When the power plant endured a fire along with an explosion in in 1986, thousands of people fled the area and never returned, after radioactive particles had dispersed everywhere, essentially making the area uninhabitable.

This new discovery is an essential factor regarding the resilience of wildlife, which may also reveal the essentials in understanding the long-term effects of the Fukushima disaster in Japan recently.

"It's very likely that wildlife numbers at Chernobyl are much higher than they were before the accident," said Jim Smith of the School of Earth and Environmental Sciences, University of Portsmouth in the UK. "This doesn't mean radiation is good for wildlife, just that the effects of human habitation, including hunting, farming, and forestry, are a lot worse."

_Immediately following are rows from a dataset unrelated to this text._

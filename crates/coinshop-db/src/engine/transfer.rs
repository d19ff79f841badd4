//! # Transfer Engine
//!
//! Moves coins from one account to another and records the movement.
//!
//! ## Steps
//! ```text
//! transfer(from, to, amount)
//!   │
//!   ├── from == to ───────────────► SelfTransfer  (no transaction opened)
//!   ├── amount <= 0 ──────────────► Validation    (no transaction opened)
//!   │
//!   └── BEGIN SERIALIZABLE
//!         1. lock from, read balance        missing  → NotFound
//!         2. balance < amount               → InsufficientFunds
//!         3. from.balance -= amount         0 rows   → NotFound
//!         4. to.balance   += amount         0 rows   → NotFound
//!         5. INSERT transfers (from, to, amount, now)
//!         6. COMMIT
//! ```
//!
//! Only the source row is locked. The destination credit is a relative
//! update in the same transaction, so it commits or aborts with the debit.

use std::sync::Arc;

use tracing::{debug, info};

use coinshop_core::validation::validate_transfer_amount;
use coinshop_core::{AccountId, Coins, LedgerEntry, WalletError, WalletResult};

use super::settle;
use crate::store::{AccountStore, StoreTransaction};

/// Runs account-to-account transfers.
#[derive(Clone)]
pub struct TransferEngine {
    store: Arc<dyn AccountStore>,
}

impl TransferEngine {
    pub fn new(store: Arc<dyn AccountStore>) -> Self {
        TransferEngine { store }
    }

    /// Transfers `amount` coins from `from` to `to`.
    ///
    /// On success the returned entry is already committed. On any error no
    /// balance has changed and no ledger entry exists.
    pub async fn transfer(
        &self,
        from: AccountId,
        to: AccountId,
        amount: Coins,
    ) -> WalletResult<LedgerEntry> {
        if from == to {
            return Err(WalletError::SelfTransfer { account: from });
        }
        validate_transfer_amount(amount)?;

        debug!(from = %from, to = %to, amount = %amount, "Starting transfer");

        let mut tx = self.store.begin().await?;
        let outcome = apply(tx.as_mut(), from, to, amount).await;
        let entry = settle(tx, outcome).await?;

        info!(
            transfer_id = %entry.id,
            from = %from,
            to = %to,
            amount = %amount,
            "Transfer committed"
        );
        Ok(entry)
    }
}

async fn apply(
    tx: &mut dyn StoreTransaction,
    from: AccountId,
    to: AccountId,
    amount: Coins,
) -> WalletResult<LedgerEntry> {
    let balance = tx
        .lock_balance(from)
        .await?
        .ok_or_else(|| WalletError::account_not_found(from))?;

    if !balance.covers(amount) {
        return Err(WalletError::InsufficientFunds {
            account: from,
            balance,
            requested: amount,
        });
    }

    if tx.adjust_balance(from, -amount).await? == 0 {
        return Err(WalletError::account_not_found(from));
    }
    if tx.adjust_balance(to, amount).await? == 0 {
        return Err(WalletError::account_not_found(to));
    }

    Ok(tx.append_transfer(from, to, amount).await?)
}

// =============================================================================
// Unit Tests
// =============================================================================

#[cfg(test)]
mod tests {
    use super::*;
    use crate::engine::testing::seeded_store;
    use crate::error::DbError;
    use crate::store::{FailPoint, MemoryStore};
    use coinshop_core::ValidationError;

    fn engine(store: &MemoryStore) -> TransferEngine {
        TransferEngine::new(Arc::new(store.clone()))
    }

    #[tokio::test]
    async fn test_insufficient_then_successful_transfer() {
        let (store, ids) = seeded_store(&[1000, 1000]).await;
        let (a, b) = (ids[0], ids[1]);
        let engine = engine(&store);

        let err = engine.transfer(a, b, Coins::new(1500)).await.unwrap_err();
        assert!(matches!(err, WalletError::InsufficientFunds { .. }));
        assert_eq!(store.balance(a).await, Some(Coins::new(1000)));
        assert_eq!(store.balance(b).await, Some(Coins::new(1000)));

        let entry = engine.transfer(a, b, Coins::new(500)).await.unwrap();
        assert_eq!(store.balance(a).await, Some(Coins::new(500)));
        assert_eq!(store.balance(b).await, Some(Coins::new(1500)));

        let ledger = store.ledger().await;
        assert_eq!(ledger, vec![entry.clone()]);
        assert_eq!(entry.from_account_id, a);
        assert_eq!(entry.to_account_id, b);
        assert_eq!(entry.amount, Coins::new(500));
    }

    #[tokio::test]
    async fn test_self_transfer_rejected() {
        let (store, ids) = seeded_store(&[100]).await;
        let engine = engine(&store);

        for amount in [1, 50, 100, 1000] {
            let err = engine
                .transfer(ids[0], ids[0], Coins::new(amount))
                .await
                .unwrap_err();
            assert!(matches!(err, WalletError::SelfTransfer { account } if account == ids[0]));
        }
        assert_eq!(store.balance(ids[0]).await, Some(Coins::new(100)));
        assert!(store.ledger().await.is_empty());
    }

    #[tokio::test]
    async fn test_non_positive_amount_rejected() {
        let (store, ids) = seeded_store(&[100, 100]).await;
        let engine = engine(&store);

        let err = engine
            .transfer(ids[0], ids[1], Coins::zero())
            .await
            .unwrap_err();
        assert!(matches!(
            err,
            WalletError::Validation(ValidationError::MustBePositive { .. })
        ));
        assert!(store.ledger().await.is_empty());
    }

    #[tokio::test]
    async fn test_exact_balance_boundary() {
        let (store, ids) = seeded_store(&[300, 0]).await;
        let engine = engine(&store);

        let err = engine
            .transfer(ids[0], ids[1], Coins::new(301))
            .await
            .unwrap_err();
        assert!(matches!(err, WalletError::InsufficientFunds { .. }));
        assert_eq!(store.balance(ids[0]).await, Some(Coins::new(300)));

        engine
            .transfer(ids[0], ids[1], Coins::new(300))
            .await
            .unwrap();
        assert_eq!(store.balance(ids[0]).await, Some(Coins::zero()));
        assert_eq!(store.balance(ids[1]).await, Some(Coins::new(300)));
    }

    #[tokio::test]
    async fn test_conservation_across_sequence() {
        let (store, ids) = seeded_store(&[1000, 500, 250, 0]).await;
        let engine = engine(&store);
        let before = store.total_balance().await;

        let moves = [
            (0, 1, 300),
            (1, 2, 700),
            (2, 3, 900),
            (3, 0, 10),
            (0, 3, 5000), // fails
            (3, 1, 890),
        ];
        for (from, to, amount) in moves {
            let _ = engine
                .transfer(ids[from], ids[to], Coins::new(amount))
                .await;
        }

        assert_eq!(store.total_balance().await, before);
        assert_eq!(store.ledger().await.len(), 5);
    }

    #[tokio::test]
    async fn test_missing_accounts() {
        let (store, ids) = seeded_store(&[100]).await;
        let engine = engine(&store);

        let err = engine
            .transfer(AccountId(404), ids[0], Coins::new(10))
            .await
            .unwrap_err();
        assert!(matches!(err, WalletError::NotFound { ref key, .. } if key == "404"));

        let err = engine
            .transfer(ids[0], AccountId(404), Coins::new(10))
            .await
            .unwrap_err();
        assert!(matches!(err, WalletError::NotFound { ref key, .. } if key == "404"));
        assert_eq!(store.balance(ids[0]).await, Some(Coins::new(100)));
    }

    #[tokio::test]
    async fn test_failure_after_lock_leaves_balances_untouched() {
        let (store, ids) = seeded_store(&[100, 100]).await;
        let engine = engine(&store);

        for point in [FailPoint::AdjustBalance, FailPoint::AppendTransfer] {
            store
                .fail_next(point, DbError::Internal("disk on fire".into()))
                .await;

            let err = engine
                .transfer(ids[0], ids[1], Coins::new(40))
                .await
                .unwrap_err();
            assert!(matches!(err, WalletError::Internal(_)), "{point:?}");
            assert_eq!(store.balance(ids[0]).await, Some(Coins::new(100)));
            assert_eq!(store.balance(ids[1]).await, Some(Coins::new(100)));
        }
        assert!(store.ledger().await.is_empty());

        // Row locks were released by the aborted transactions.
        engine
            .transfer(ids[0], ids[1], Coins::new(40))
            .await
            .unwrap();
        assert_eq!(store.balance(ids[0]).await, Some(Coins::new(60)));
    }

    #[tokio::test]
    async fn test_credit_overflow_fails_without_panicking() {
        let (store, ids) = seeded_store(&[i64::MAX, 1]).await;
        let engine = engine(&store);

        let err = engine
            .transfer(ids[1], ids[0], Coins::new(1))
            .await
            .unwrap_err();

        assert!(matches!(err, WalletError::Internal(_)));
        assert_eq!(store.balance(ids[0]).await, Some(Coins::new(i64::MAX)));
        assert_eq!(store.balance(ids[1]).await, Some(Coins::new(1)));
        assert!(store.ledger().await.is_empty());
    }

    #[tokio::test]
    async fn test_serialization_failure_is_conflict() {
        let (store, ids) = seeded_store(&[100, 100]).await;
        let engine = engine(&store);
        store
            .fail_next(
                FailPoint::Commit,
                DbError::SerializationFailure("could not serialize access".into()),
            )
            .await;

        let err = engine
            .transfer(ids[0], ids[1], Coins::new(10))
            .await
            .unwrap_err();
        assert!(matches!(err, WalletError::Conflict(_)));
        assert!(err.is_retryable());
        assert_eq!(store.balance(ids[0]).await, Some(Coins::new(100)));

        // The same logical operation succeeds on retry.
        engine
            .transfer(ids[0], ids[1], Coins::new(10))
            .await
            .unwrap();
        assert_eq!(store.balance(ids[0]).await, Some(Coins::new(90)));
    }

    #[tokio::test(flavor = "multi_thread", worker_threads = 4)]
    async fn test_concurrent_debits_never_overdraw() {
        let (store, ids) = seeded_store(&[100, 0, 0, 0]).await;
        let engine = engine(&store);
        let source = ids[0];

        let mut handles = Vec::new();
        for i in 0..12 {
            let engine = engine.clone();
            let to = ids[1 + i % 3];
            handles.push(tokio::spawn(async move {
                engine.transfer(source, to, Coins::new(30)).await
            }));
        }

        let mut succeeded = 0;
        for handle in handles {
            match handle.await.unwrap() {
                Ok(_) => succeeded += 1,
                Err(WalletError::InsufficientFunds { .. }) => {}
                Err(other) => panic!("unexpected error: {other:?}"),
            }
        }

        assert_eq!(succeeded, 3);
        assert_eq!(store.balance(source).await, Some(Coins::new(10)));
        assert_eq!(store.total_balance().await, Coins::new(100));
        assert_eq!(store.ledger().await.len(), 3);
    }
}
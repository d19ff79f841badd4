//! # Error Types
//!
//! Domain error types for coinshop-core.
//!
//! ## Error Hierarchy
//! ```text
//! ┌─────────────────────────────────────────────────────────────────────────┐
//! │                         Error Types                                     │
//! │                                                                         │
//! │  coinshop-core errors (this file)                                      │
//! │  ├── WalletError      - What every wallet operation returns            │
//! │  └── ValidationError  - Input validation failures                      │
//! │                                                                         │
//! │  coinshop-db errors (separate crate)                                   │
//! │  └── DbError          - Store failures, classified by SQLSTATE         │
//! │                                                                         │
//! │  Flow: sqlx::Error → DbError → WalletError → caller                    │
//! └─────────────────────────────────────────────────────────────────────────┘
//! ```
//!
//! ## Caller Contract
//! Callers branch on the variant, never on the message text.
//!
//! | Variant             | Caller response                   |
//! |---------------------|-----------------------------------|
//! | `NotFound`          | reject                            |
//! | `SelfTransfer`      | reject                            |
//! | `InsufficientFunds` | reject                            |
//! | `Validation`        | reject                            |
//! | `AlreadyExists`     | reject                            |
//! | `Conflict`          | retry the whole operation         |
//! | `DeadlineExceeded`  | retry or give up                  |
//! | `Internal`          | generic failure                   |

use thiserror::Error;

use crate::coins::Coins;
use crate::types::AccountId;

// =============================================================================
// Wallet Error
// =============================================================================

/// Errors returned by every wallet operation.
///
/// Whenever one of these is returned from a mutating operation, the store
/// transaction has already been rolled back.
#[derive(Debug, Error)]
pub enum WalletError {
    /// An account or catalog item does not exist.
    ///
    /// ## When This Occurs
    /// - Username not registered
    /// - Account id does not exist (or vanished mid-transaction)
    /// - Item name not in the catalog
    #[error("{entity} not found: {key}")]
    NotFound { entity: &'static str, key: String },

    /// Source and destination of a transfer are the same account.
    #[error("Account {account} cannot transfer coins to itself")]
    SelfTransfer { account: AccountId },

    /// Balance is lower than the requested amount or price.
    #[error("Insufficient funds in account {account}: balance {balance}, requested {requested}")]
    InsufficientFunds {
        account: AccountId,
        balance: Coins,
        requested: Coins,
    },

    /// Transient serialization failure or deadlock in the store.
    ///
    /// The operation had no effect and may be retried from scratch.
    #[error("Concurrent update conflict: {0}")]
    Conflict(String),

    /// Registration with a username that is already taken.
    #[error("{entity} already exists: {key}")]
    AlreadyExists { entity: &'static str, key: String },

    /// The operation did not commit before its deadline and was rolled back.
    #[error("Operation exceeded its deadline of {millis}ms")]
    DeadlineExceeded { millis: u64 },

    /// Input rejected before touching the store.
    #[error("Validation error: {0}")]
    Validation(#[from] ValidationError),

    /// Unexpected store failure.
    #[error("Internal error: {0}")]
    Internal(String),
}

impl WalletError {
    /// Creates a NotFound error for an account id.
    pub fn account_not_found(id: AccountId) -> Self {
        WalletError::NotFound {
            entity: "Account",
            key: id.to_string(),
        }
    }

    /// Creates a NotFound error for a username.
    pub fn username_not_found(username: impl Into<String>) -> Self {
        WalletError::NotFound {
            entity: "User",
            key: username.into(),
        }
    }

    /// Creates a NotFound error for a catalog item.
    pub fn item_not_found(key: impl Into<String>) -> Self {
        WalletError::NotFound {
            entity: "Item",
            key: key.into(),
        }
    }

    /// True only for transient store conflicts.
    pub fn is_retryable(&self) -> bool {
        matches!(self, WalletError::Conflict(_))
    }

    /// True for errors caused by the request rather than the system.
    ///
    /// These map to rejection responses at the HTTP layer.
    pub fn is_rejection(&self) -> bool {
        matches!(
            self,
            WalletError::NotFound { .. }
                | WalletError::SelfTransfer { .. }
                | WalletError::InsufficientFunds { .. }
                | WalletError::AlreadyExists { .. }
                | WalletError::Validation(_)
        )
    }
}

// =============================================================================
// Validation Error
// =============================================================================

/// Input validation errors.
#[derive(Debug, Error, PartialEq, Eq)]
pub enum ValidationError {
    /// A required field is missing or empty.
    #[error("{field} is required")]
    Required { field: String },

    /// Field value is too long.
    #[error("{field} must be at most {max} characters")]
    TooLong { field: String, max: usize },

    /// Value must be greater than zero.
    #[error("{field} must be positive")]
    MustBePositive { field: String },

    /// Value must not be negative.
    #[error("{field} must not be negative")]
    MustNotBeNegative { field: String },

    /// Invalid format.
    #[error("{field} has invalid format: {reason}")]
    InvalidFormat { field: String, reason: String },
}

// =============================================================================
// Result Type Alias
// =============================================================================

/// Convenience type alias for Results with WalletError.
pub type WalletResult<T> = Result<T, WalletError>;

// =============================================================================
// Unit Tests
// =============================================================================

In previous studies in the Chernobyl Exclusion Zone, the 4,200 square-kilometer area exhibited radiation effects, and it also showed a decline in the wildlife populations. However, the new evidence from a long-term survey revealed that mammal populations have returned.

"These unique data showing a wide range of animals thriving within miles of a major nuclear accident illustrate the resilience of wildlife populations when freed from the pressures of human habitation," said Jim Beasley, a study co-author at the University of Georgia.

The fluctuating numbers of roe deer, red deer, elk, wild boars in the area are quite similar to their numbers in four uncontaminated nature reserves in the region. The wolf population in the area is seven times bigger than those in nature reserves. In addition, helicopter survey data showed that there was a rising trend in the abundance of elk, roe deer and wild boar from one to 10 years after the accident.

"These results demonstrate for the first time that, regardless of potential radiation effects on individual animals, the Chernobyl Exclusion Zone supports an abundant mammal community after nearly three decades of chronic radiation exposure," the researchers revealed., in a news release.